Doctors at the vanguard

Health personnel face patients with infections every day, though many hospitals do not have adequate supply of masks and sanitisers

Published - April 05, 2020 12:45 am IST

For doctors, the risk of contracting an infectious disease always swings above them like Damocles’ sword. | Representational image

For doctors, the risk of contracting an infectious disease always swings above them like Damocles’ sword. | Representational image

The world is in the grip of the novel coronavirus. The bug does not discriminate and keeps everyone on tenterhooks. Everyone is scared of acquiring the infection, though it has a low fatality rate in healthy individuals.

This fear has resulted in people scrambling to buy masks and sanitisers in huge numbers and even hoarding them. Consequently, many hospitals do not have adequate supply of these essential items while the mask business has doubled in its turnover in the past month.

The hoarders have conveniently forgotten the fact that if the infected patient does not have access to the mask, he would keep spreading the infection. While many countries have enforced a lockdown and people are forced to stay indoors, the health personnel continue to work. When a friend asked me, “Isn’t it scary to work in a potential risky, infected zone?”, I told him, “It is another day in office for us.”

For doctors, the risk of contracting an infectious disease always swings above us like Damocles’ sword. Right from fatal diseases such as tuberculosis, HIV and hepatitis to non-fatal bothersome diseases such as scabies and influenza, we coexist with them daily.

A few years ago, a 40-year-old man was brought to the emergency room after breaking his leg in a road accident. His wife, who was riding with him, had escaped unscathed. The leg was badly mangled with a bleeding wound, and we had to resuscitate him from shock with fluids and blood. Multiple doctors and nurses worked in unison inserting tubes and setting up intravenous lines. In such a melee, often we get pricked with the needle or a sharp object, or sometimes our bare skin comes into contact with the patient’s blood or other body fluids. Since the focus is on saving a life or a limb at that moment, one tends to gloss over such “minor” things.

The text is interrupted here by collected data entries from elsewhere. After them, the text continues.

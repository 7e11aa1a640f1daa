//! Worker configuration.
//!
//! Plain serde struct with defaults for every field, so a JSON file only
//! needs to name what it changes:
//!
//! ```
//! use ordo::executor::WorkerConfig;
//!
//! let config = WorkerConfig::from_json(r#"{ "task_list": "eats-worker-2" }"#).unwrap();
//! assert_eq!(config.domain, "eats");
//! assert_eq!(config.task_list, "eats-worker-2");
//! ```

use crate::core::RetryPolicy;
use serde::{Deserialize, Serialize};
use std::path::Path;
use std::time::Duration;
use thiserror::Error;

#[derive(Debug, Error)]
#[non_exhaustive]
pub enum ConfigError {
    #[error("failed to read config file")]
    Io(#[from] std::io::Error),

    #[error("failed to parse config")]
    Parse(#[from] serde_json::Error),

    #[error("invalid config: {0}")]
    Invalid(String),
}

/// Settings of a [`Worker`](super::Worker).
#[derive(Debug, Clone, PartialEq, Serialize, Deserialize)]
#[serde(default)]
pub struct WorkerConfig {
    /// Namespace of the flows this worker serves.
    pub domain: String,
    /// Queue name; also the prefix of the worker id.
    pub task_list: String,
    /// Fallback wait between dequeue attempts when no wakeup arrives.
    pub poll_interval: Duration,
    /// How often expired timers and overdue children are checked.
    pub timer_interval: Duration,
    /// Cap on flows running at once. `None` means unbounded.
    pub max_concurrent_flows: Option<usize>,
    /// Cap on activity attempts running at once.
    pub max_concurrent_activities: usize,
    /// Times a flow is re-run after an infrastructure failure.
    pub max_flow_retries: u32,
    /// Delay before the first of those re-runs.
    pub flow_retry_delay: Duration,
}

impl Default for WorkerConfig {
    fn default() -> Self {
        Self {
            domain: "eats".to_string(),
            task_list: "eats-worker".to_string(),
            poll_interval: Duration::from_secs(1),
            timer_interval: Duration::from_millis(100),
            max_concurrent_flows: None,
            max_concurrent_activities: 100,
            max_flow_retries: 3,
            flow_retry_delay: Duration::from_secs(1),
        }
    }
}

impl WorkerConfig {
    pub fn from_json(json: &str) -> Result<Self, ConfigError> {
        let config: Self = serde_json::from_str(json)?;
        config.validate()?;
        Ok(config)
    }

    pub fn from_file(path: impl AsRef<Path>) -> Result<Self, ConfigError> {
        let json = std::fs::read_to_string(path)?;
        Self::from_json(&json)
    }

    pub fn validate(&self) -> Result<(), ConfigError> {
        if self.task_list.trim().is_empty() {
            return Err(ConfigError::Invalid("task_list must not be empty".into()));
        }
        if self.poll_interval.is_zero() || self.timer_interval.is_zero() {
            return Err(ConfigError::Invalid("intervals must be positive".into()));
        }
        if self.max_concurrent_activities == 0 || self.max_concurrent_flows == Some(0) {
            return Err(ConfigError::Invalid("concurrency limits must be positive".into()));
        }
        Ok(())
    }

    /// Backoff used when re-running a flow after an infrastructure failure.
    pub fn flow_retry_policy(&self) -> RetryPolicy {
        RetryPolicy::with_max_attempts(self.max_flow_retries + 1)
            .with_initial_delay(self.flow_retry_delay)
    }

    /// Worker id for the `n`th worker process on this task list.
    pub fn worker_id(&self, n: usize) -> String {
        format!("{}/{}-{}", self.domain, self.task_list, n)
    }
}

#[cfg(test)]
mod tests {
    use super::*;

    #[test]
    fn test_defaults_mirror_eats_worker() {
        let config = WorkerConfig::default();
        assert_eq!(config.domain, "eats");
        assert_eq!(config.task_list, "eats-worker");
        assert_eq!(config.worker_id(1), "eats/eats-worker-1");
        assert!(config.validate().is_ok());
    }

    #[test]
    fn test_partial_json_keeps_defaults() {
        let config =
            WorkerConfig::from_json(r#"{ "max_concurrent_flows": 8, "max_flow_retries": 1 }"#)
                .unwrap();
        assert_eq!(config.max_concurrent_flows, Some(8));
        assert_eq!(config.max_flow_retries, 1);
        assert_eq!(config.flow_retry_policy().max_attempts, 2);
        assert_eq!(config.task_list, "eats-worker");
    }

    #[test]
    fn test_invalid_config_rejected() {
        assert!(matches!(
            WorkerConfig::from_json(r#"{ "task_list": " " }"#),
            Err(ConfigError::Invalid(_))
        ));
        assert!(matches!(
            WorkerConfig::from_json(r#"{ "max_concurrent_activities": 0 }"#),
            Err(ConfigError::Invalid(_))
        ));
        assert!(matches!(
            WorkerConfig::from_json("not json"),
            Err(ConfigError::Parse(_))
        ));
    }
}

Later, in his test results, he tested positive for HIV. While we were in a conundrum to find ways to break the news to the patient and his wife, we were shocked to know that both were aware of it. They had kept the vital information hidden while the gullible health personnel were swimming in a sea of infected fluids to save the man. We were in for a further horror when one of the doctors noticed a laceration in her palm. What if the infected blood had seeped in through the laceration? She went through days of mental trauma, serial blood tests and chemo-prophylaxis.

Health personnel face such infected patients day in and day out. Some are known to be infected, while some are unknown. We never refuse treatment or wave them off. We follow universal precautions of washing our hands before and after treating a patient, and use protective guards to stay safe in an infected environment. Despite these precautions, the risk of contracting an infection from a patient always exists. Several healthcare workers at the forefront of containing the COVID-19 pandemic have lost their lives. Li Wenliang, the Wuhan physician hailed as a hero for desperately trying to alert the authorities to the novel coronavirus, died within weeks of being exposed.

The onus of preventing the spread of such infections lies with the infected person too. In the COVID-19 pandemic, the citizens need to show social self-discipline rather than be just reliant on masks and sanitisers alone. If you had been through a high-risk zone or in contact with an infected person, it has to be divulged to the health authorities. Keep yourself isolated for two weeks till the quarantine period is over. The news of possible human contacts of infected persons skipping the radar at airports and other checkpoints sends shivers to us. They are spreading the infection unwarily.

Fake and dangerous information being peddled on social media is another roadblock in our fight against COVID. We are fighting a pandemic wherein the health personnel are at the vanguard but the cooperation and responsibility of all citizens are essential.